┌──
//! Columnar entity frames to keyframe channels.
//!
//! Mapping is pure: [`map_entity`] builds the complete channel set of one
//! entity without touching the host, so entities can be mapped in parallel
//! and committed to a [`ChannelSink`] afterwards.

use crate::anim::{ChannelKind, ChannelSink, Interpolation, Keyframe};
use crate::partition::EntityKey;
use crate::stream::EntityFrames;
use crate::util::Result;

/// Settings shared by every entity of an import.
#[derive(Clone, Copy, Debug, PartialEq)]
pub struct ChannelConfig {
    pub interpolation: Interpolation,
    /// Multiplied onto absolute frame indices to get key times.
    pub resample_factor: f64,
    pub include_residuals: bool,
    /// Keep labels that have no valid sample at all.
    pub include_empty: bool,
}

impl Default for ChannelConfig {
    fn default() -> Self {
        Self {
            interpolation: Interpolation::Bezier,
            resample_factor: 1.0,
            include_residuals: false,
            include_empty: false,
        }
    }
}

/// Channels of one label.
#[derive(Clone, Debug, PartialEq)]
pub struct LabelChannels {
    pub label: String,
    /// x, y, z location keys at the label's valid frames.
    pub location: [Vec<Keyframe>; 3],
    /// Stepped residual keys, one per change in value.
    pub residual: Option<Vec<Keyframe>>,
}

impl LabelChannels {
    /// Number of frames with a location key.
    pub fn sample_count(&self) -> usize {
        self.location[0].len()
    }
}

/// Every channel of one entity, in label order.
#[derive(Clone, Debug, PartialEq)]
pub struct EntityChannels {
    pub entity: EntityKey,
    pub labels: Vec<LabelChannels>,
}

impl EntityChannels {
    /// Location keyframes over all labels and dimensions.
    pub fn total_keyframes(&self) -> usize {
        self.labels.iter().map(|l| l.location.iter().map(Vec::len).sum::<usize>()).sum()
    }

    pub fn label_names(&self) -> Vec<String> {
        self.labels.iter().map(|l| l.label.clone()).collect()
    }

    pub fn is_empty(&self) -> bool {
        self.labels.is_empty()
    }
}

/// Build channels for one entity.
///
/// Key times are absolute frame indices times the resample factor. Labels
/// without any valid sample are pruned together with their residual channel
/// unless `include_empty` is set.
pub fn map_entity(entity: EntityKey, frames: &EntityFrames, config: &ChannelConfig) -> EntityChannels {
    let times: Vec<f32> = (0..frames.frame_count())
        .map(|f| (frames.frame_index(f) as f64 * config.resample_factor) as f32)
        .collect();

    let labels = frames
        .labels()
        .iter()
        .enumerate()
        .filter_map(|(j, label)| {
            let location = location_keys(frames, j, &times, config.interpolation);
            if location[0].is_empty() && !config.include_empty {
                return None;
            }
            let residual = config.include_residuals.then(|| residual_keys(frames, j, &times));
            Some(LabelChannels {
                label: label.clone(),
                location,
                residual,
            })
        })
        .collect();

    EntityChannels { entity, labels }
}

fn location_keys(frames: &EntityFrames, label: usize, times: &[f32], interp: Interpolation) -> [Vec<Keyframe>; 3] {
    let mut keys: [Vec<Keyframe>; 3] = Default::default();
    for (f, &t) in times.iter().enumerate() {
        if !frames.is_valid(f, label) {
            continue;
        }
        for (dim, curve) in keys.iter_mut().enumerate() {
            curve.push(Keyframe::new(t, frames.component(f, dim, label), interp));
        }
    }
    keys
}

/// Run-length encode the residual: a key at the first frame and wherever the
/// value changes.
fn residual_keys(frames: &EntityFrames, label: usize, times: &[f32]) -> Vec<Keyframe> {
    let mut keys: Vec<Keyframe> = Vec::new();
    let mut prev: Option<u32> = None;
    for (f, &t) in times.iter().enumerate() {
        let r = frames.residual(f, label);
        if prev != Some(r.to_bits()) {
            keys.push(Keyframe::new(t, r, Interpolation::Constant));
            prev = Some(r.to_bits());
        }
    }
    keys
}

/// Write an entity's channels into the sink's open container.
///
/// The caller brackets this with `begin_entity` / `finalize`.
pub fn commit<S: ChannelSink + ?Sized>(channels: &EntityChannels, sink: &mut S) -> Result<()> {
    for label in &channels.labels {
        for (dim, keys) in label.location.iter().enumerate() {
            let ch = sink.create_channel(&label.label, ChannelKind::Location(dim as u8))?;
            sink.append_keyframes(ch, keys)?;
        }
        if let Some(keys) = &label.residual {
            let ch = sink.create_channel(&label.label, ChannelKind::Residual)?;
            sink.append_keyframes(ch, keys)?;
            sink.lock_channel(ch)?;
        }
    }
    Ok(())
}

#[cfg(test)]
mod tests {
    use super::*;
    use crate::core::{Diagnostics, FrameBlock, LabelMask, RecordingInfo};
    use crate::stream::{FrameStreamAdapter, ResidualPolicy, Selection};
    use crate::util::Mat3;
    use std::borrow::Cow;

    /// One label, residuals `[0, 0, -1, 2, 0]` at frames 1..=5, x = frame.
    fn frames(max_residual: f32) -> EntityFrames {
        let info = RecordingInfo {
            frame_rate: 100.0,
            first_frame: 1,
            last_frame: 5,
            point_count: 1,
        };
        let residuals = [0.0, 0.0, -1.0, 2.0, 0.0];
        let blocks = (1..=5i64).map(move |i| -> Result<FrameBlock<'static>> {
            Ok(FrameBlock {
                index: i,
                points: Cow::Owned(vec![[i as f32, 1.0, 2.0, residuals[(i - 1) as usize]]]),
                analog: Cow::Owned(Vec::new()),
            })
        });
        let selection = Selection {
            mask: LabelMask::all(1),
            labels: vec!["Hip".into()],
        };
        let adapter = FrameStreamAdapter::new(Mat3::IDENTITY, ResidualPolicy::new(max_residual));
        adapter
            .materialize(&info, Box::new(blocks), &[selection], &mut Diagnostics::new())
            .unwrap()
            .entities
            .remove(0)
    }

    fn times(keys: &[Keyframe]) -> Vec<f32> {
        keys.iter().map(|k| k.time).collect()
    }

    #[test]
    fn test_unthresholded_keys() {
        let ch = map_entity(EntityKey::Unlabeled, &frames(0.0), &ChannelConfig::default());
        assert_eq!(times(&ch.labels[0].location[0]), vec![1.0, 2.0, 4.0, 5.0]);
        assert_eq!(ch.labels[0].location[0][2].value, 4.0);
        assert_eq!(ch.total_keyframes(), 12);
    }

    #[test]
    fn test_thresholded_keys() {
        let ch = map_entity(EntityKey::Unlabeled, &frames(1.5), &ChannelConfig::default());
        assert_eq!(times(&ch.labels[0].location[1]), vec![1.0, 2.0, 5.0]);
    }

    #[test]
    fn test_residual_run_length() {
        let config = ChannelConfig {
            include_residuals: true,
            ..Default::default()
        };
        let ch = map_entity(EntityKey::Unlabeled, &frames(0.0), &config);
        let residual = ch.labels[0].residual.as_ref().unwrap();
        let pairs: Vec<(f32, f32)> = residual.iter().map(|k| (k.time, k.value)).collect();
        assert_eq!(pairs, vec![(1.0, 0.0), (3.0, -1.0), (4.0, 2.0), (5.0, 0.0)]);
        assert!(residual.iter().all(|k| k.interpolation == Interpolation::Constant));
    }

    #[test]
    fn test_resample_factor() {
        let config = ChannelConfig {
            resample_factor: 0.5,
            interpolation: Interpolation::Linear,
            ..Default::default()
        };
        let ch = map_entity(EntityKey::Unlabeled, &frames(0.0), &config);
        assert_eq!(times(&ch.labels[0].location[2]), vec![0.5, 1.0, 2.0, 2.5]);
        assert_eq!(ch.labels[0].location[2][0].interpolation, Interpolation::Linear);
    }

    #[test]
    fn test_empty_label_pruning() {
        let mut f = EntityFrames::new(vec!["Good".into(), "Empty".into()], 0, 2);
        f.store(0, 0, crate::util::Vec3::ONE, 0.0, true);
        let config = ChannelConfig {
            include_residuals: true,
            ..Default::default()
        };
        let ch = map_entity(EntityKey::Unlabeled, &f, &config);
        assert_eq!(ch.label_names(), vec!["Good"]);

        let keep = ChannelConfig {
            include_empty: true,
            ..config
        };
        let ch = map_entity(EntityKey::Unlabeled, &f, &keep);
        assert_eq!(ch.label_names(), vec!["Good", "Empty"]);
        assert!(ch.labels[1].residual.is_some());
    }

    #[test]
    fn test_commit_to_scene() {
        use crate::anim::{residual_path, Scene};
        let config = ChannelConfig {
            include_residuals: true,
            ..Default::default()
        };
        let ch = map_entity(EntityKey::Unlabeled, &frames(0.0), &config);
        let mut scene = Scene::new();
        scene.begin_entity(&EntityKey::Unlabeled, "take.UNLABELED", true).unwrap();
        commit(&ch, &mut scene).unwrap();
        scene.finalize().unwrap();
        let action = &scene.actions[0];
        assert_eq!(action.curves.len(), 4);
        assert!(action.curve(&residual_path("Hip"), 0).unwrap().locked);
    }
}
└──
Try it: If a line of the entries holds the word "absolute", copy it out.

Response box:
    /// Multiplied onto absolute frame indices to get key times.
/// Key times are absolute frame indices times the resample factor. Labels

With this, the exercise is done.